impl Keychain {
    /// `<data_dir>/argonchat`.
    pub fn default_root() -> Result<PathBuf, KeychainError> {
        dirs::data_dir()
            .or_else(|| dirs::home_dir().map(|h| h.join(".local/share")))
            .map(|dir| dir.join("argonchat"))
            .ok_or(KeychainError::NoDataDir)
    }

    /// Opens the keychain at the default location.
    pub fn open_default() -> Result<Self, KeychainError> {
        Self::open(&Self::default_root()?)
    }

    /// Opens the keychain at `root`, creating its directories if needed.
    pub fn open(root: &Path) -> Result<Self, KeychainError> {
        fs::create_dir_all(root.join(KeyKind::Private.dir_name()))?;
        fs::create_dir_all(root.join(KeyKind::Public.dir_name()))?;

        let register_path = root.join(REGISTER_FILE);
        let register = if register_path.exists() {
            toml::from_str(&fs::read_to_string(&register_path)?)?
        } else {
            Register::default()
        };

        Ok(Self {
            root: root.to_path_buf(),
            register,
        })
    }

    /// Writes the register.
    pub fn save(&self) -> Result<(), KeychainError> {
        let content = toml::to_string_pretty(&self.register)?;
        fs::write(self.root.join(REGISTER_FILE), content)?;
        Ok(())
    }

    /// Directory holding keys of `kind`.
    pub fn dir(&self, kind: KeyKind) -> PathBuf {
        self.root.join(kind.dir_name())
    }

    /// Full path of a registered key.
    pub fn path_of(&self, entry: &KeyEntry) -> PathBuf {
        self.dir(entry.kind).join(&entry.filename)
    }

    /// All entries, private keys first, each group by id.
    pub fn entries(&self) -> Vec<&KeyEntry> {
        let mut entries: Vec<_> = self.register.keys.iter().collect();
        entries.sort_by_key(|e| (e.kind != KeyKind::Private, e.id));
        entries
    }

    /// Registers key files present on disk but missing from the register.
    ///
    /// Only `.bin` files count as private keys and `.asc` files as public keys.
    /// Returns how many entries were added.
    pub fn sync(&mut self) -> Result<usize, KeychainError> {
        let mut added = 0;
        for kind in [KeyKind::Private, KeyKind::Public] {
            let mut files: Vec<String> = fs::read_dir(self.dir(kind))?
                .filter_map(|entry| entry.ok())
                .filter(|entry| entry.path().is_file())
                .filter_map(|entry| entry.file_name().into_string().ok())
                .filter(|name| name.ends_with(&format!(".{}", kind.extension())))
                .collect();
            files.sort();

            for filename in files {
                if !self.is_registered(kind, &filename) {
                    let id = self.add(kind, &filename);
                    debug!(id, filename = %filename, "registered key file");
                    added += 1;
                }
            }
        }
        Ok(added)
    }

    /// Registers a file name and returns its new id.
    pub fn add(&mut self, kind: KeyKind, filename: &str) -> u32 {
        let id = self.next_id(kind);
        self.register.keys.push(KeyEntry {
            id,
            kind,
            filename: filename.to_string(),
            alias: None,
        });
        id
    }

    /// Registers `<stem>.bin` and `<stem>.asc` as one key pair.
    ///
    /// The pair is bound to `alias` when given. Without one, a pair named
    /// `main` takes the default alias if no other key holds it yet.
    /// Returns the private and public ids.
    pub fn add_pair(
        &mut self,
        stem: &str,
        alias: Option<&str>,
    ) -> Result<(u32, u32), KeychainError> {
        let alias = match alias {
            Some(alias) => Some(alias),
            None if stem == DEFAULT_ALIAS
                && !self.has_alias(KeyKind::Private, DEFAULT_ALIAS)
                && !self.has_alias(KeyKind::Public, DEFAULT_ALIAS) =>
            {
                Some(DEFAULT_ALIAS)
            }
            None => None,
        };

        let private_id = self.add(
            KeyKind::Private,
            &format!("{}.{}", stem, KeyKind::Private.extension()),
        );
        let public_id = self.add(
            KeyKind::Public,
            &format!("{}.{}", stem, KeyKind::Public.extension()),
        );
        if let Some(alias) = alias {
            self.bind_alias(private_id, alias)?;
            self.bind_alias(public_id, alias)?;
        }
        Ok((private_id, public_id))
    }

    fn has_alias(&self, kind: KeyKind, alias: &str) -> bool {
        self.register
            .keys
            .iter()
            .any(|e| e.kind == kind && e.alias.as_deref() == Some(alias))
    }

    /// Binds `alias` to key `id`. An alias names at most one key of each kind.
    pub fn bind_alias(&mut self, id: u32, alias: &str) -> Result<(), KeychainError> {
        let kind = self.get(id).ok_or(KeychainError::UnknownId(id))?.kind;

        let taken = self
            .register
            .keys
            .iter()
            .any(|e| e.id != id && e.kind == kind && e.alias.as_deref() == Some(alias));
        if taken {
            return Err(KeychainError::AliasTaken {
                alias: alias.to_string(),
                kind,
            });
        }

        if let Some(entry) = self.register.keys.iter_mut().find(|e| e.id == id) {
            entry.alias = Some(alias.to_string());
        }
        Ok(())
    }

    /// Removes key `id` from the register, optionally deleting its file.
    pub fn remove(&mut self, id: u32, delete_file: bool) -> Result<KeyEntry, KeychainError> {
        let index = self
            .register
            .keys
            .iter()
            .position(|e| e.id == id)
            .ok_or(KeychainError::UnknownId(id))?;
        let entry = self.register.keys.remove(index);

        if delete_file {
            let path = self.path_of(&entry);
            if path.exists() {
                fs::remove_file(path)?;
            }
        }
        Ok(entry)
    }

    /// Entry with `id`.
    pub fn get(&self, id: u32) -> Option<&KeyEntry> {
        self.register.keys.iter().find(|e| e.id == id)
    }

    /// Finds a key of `kind` by alias or numeric id, defaulting to `main`.
    pub fn lookup(&self, kind: KeyKind, name: Option<&str>) -> Result<&KeyEntry, KeychainError> {
        let name = name.unwrap_or(DEFAULT_ALIAS);
        let by_id = name.parse::<u32>().ok();

        self.register
            .keys
            .iter()
            .filter(|e| e.kind == kind)
            .find(|e| Some(e.id) == by_id || e.alias.as_deref() == Some(name))
            .ok_or_else(|| KeychainError::NotFound {
                kind,
                name: name.to_string(),
            })
    }

    /// Resolves a path, alias or id to a key file.
    ///
    /// Anything that looks like a path is returned as-is.
    pub fn resolve(&self, kind: KeyKind, name: Option<&str>) -> Result<PathBuf, KeychainError> {
        if let Some(name) = name {
            if name.contains('/') || name.contains('\\') || name.contains('.') {
                return Ok(PathBuf::from(name));
            }
        }
        Ok(self.path_of(self.lookup(kind, name)?))
    }

    fn is_registered(&self, kind: KeyKind, filename: &str) -> bool {
        self.register
            .keys
            .iter()
            .any(|e| e.kind == kind && e.filename == filename)
    }

    fn next_id(&self, kind: KeyKind) -> u32 {
        self.register
            .keys
            .iter()
            .filter(|e| e.kind == kind)
            .map(|e| e.id)
            .max()
            .unwrap_or(kind.id_base())
            + 1
    }
}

▶ **PROBLEM DETAILS**: Transcribe the records above exactly, beginning at the line that contains "e.alias.as_deref() == Some(alias));" and ending with the line that contains "Ok(self.path_of(self.lookup(kind, name)?))", both included, and nothing else.

▶ **TASK ANSWER**:
            .any(|e| e.id != id && e.kind == kind && e.alias.as_deref() == Some(alias));
        if taken {
            return Err(KeychainError::AliasTaken {
                alias: alias.to_string(),
                kind,
            });
        }

        if let Some(entry) = self.register.keys.iter_mut().find(|e| e.id == id) {
            entry.alias = Some(alias.to_string());
        }
        Ok(())
    }

    /// Removes key `id` from the register, optionally deleting its file.
    pub fn remove(&mut self, id: u32, delete_file: bool) -> Result<KeyEntry, KeychainError> {
        let index = self
            .register
            .keys
            .iter()
            .position(|e| e.id == id)
            .ok_or(KeychainError::UnknownId(id))?;
        let entry = self.register.keys.remove(index);

        if delete_file {
            let path = self.path_of(&entry);
            if path.exists() {
                fs::remove_file(path)?;
            }
        }
        Ok(entry)
    }

    /// Entry with `id`.
    pub fn get(&self, id: u32) -> Option<&KeyEntry> {
        self.register.keys.iter().find(|e| e.id == id)
    }

    /// Finds a key of `kind` by alias or numeric id, defaulting to `main`.
    pub fn lookup(&self, kind: KeyKind, name: Option<&str>) -> Result<&KeyEntry, KeychainError> {
        let name = name.unwrap_or(DEFAULT_ALIAS);
        let by_id = name.parse::<u32>().ok();

        self.register
            .keys
            .iter()
            .filter(|e| e.kind == kind)
            .find(|e| Some(e.id) == by_id || e.alias.as_deref() == Some(name))
            .ok_or_else(|| KeychainError::NotFound {
                kind,
                name: name.to_string(),
            })
    }

    /// Resolves a path, alias or id to a key file.
    ///
    /// Anything that looks like a path is returned as-is.
    pub fn resolve(&self, kind: KeyKind, name: Option<&str>) -> Result<PathBuf, KeychainError> {
        if let Some(name) = name {
            if name.contains('/') || name.contains('\\') || name.contains('.') {
                return Ok(PathBuf::from(name));
            }
        }
        Ok(self.path_of(self.lookup(kind, name)?))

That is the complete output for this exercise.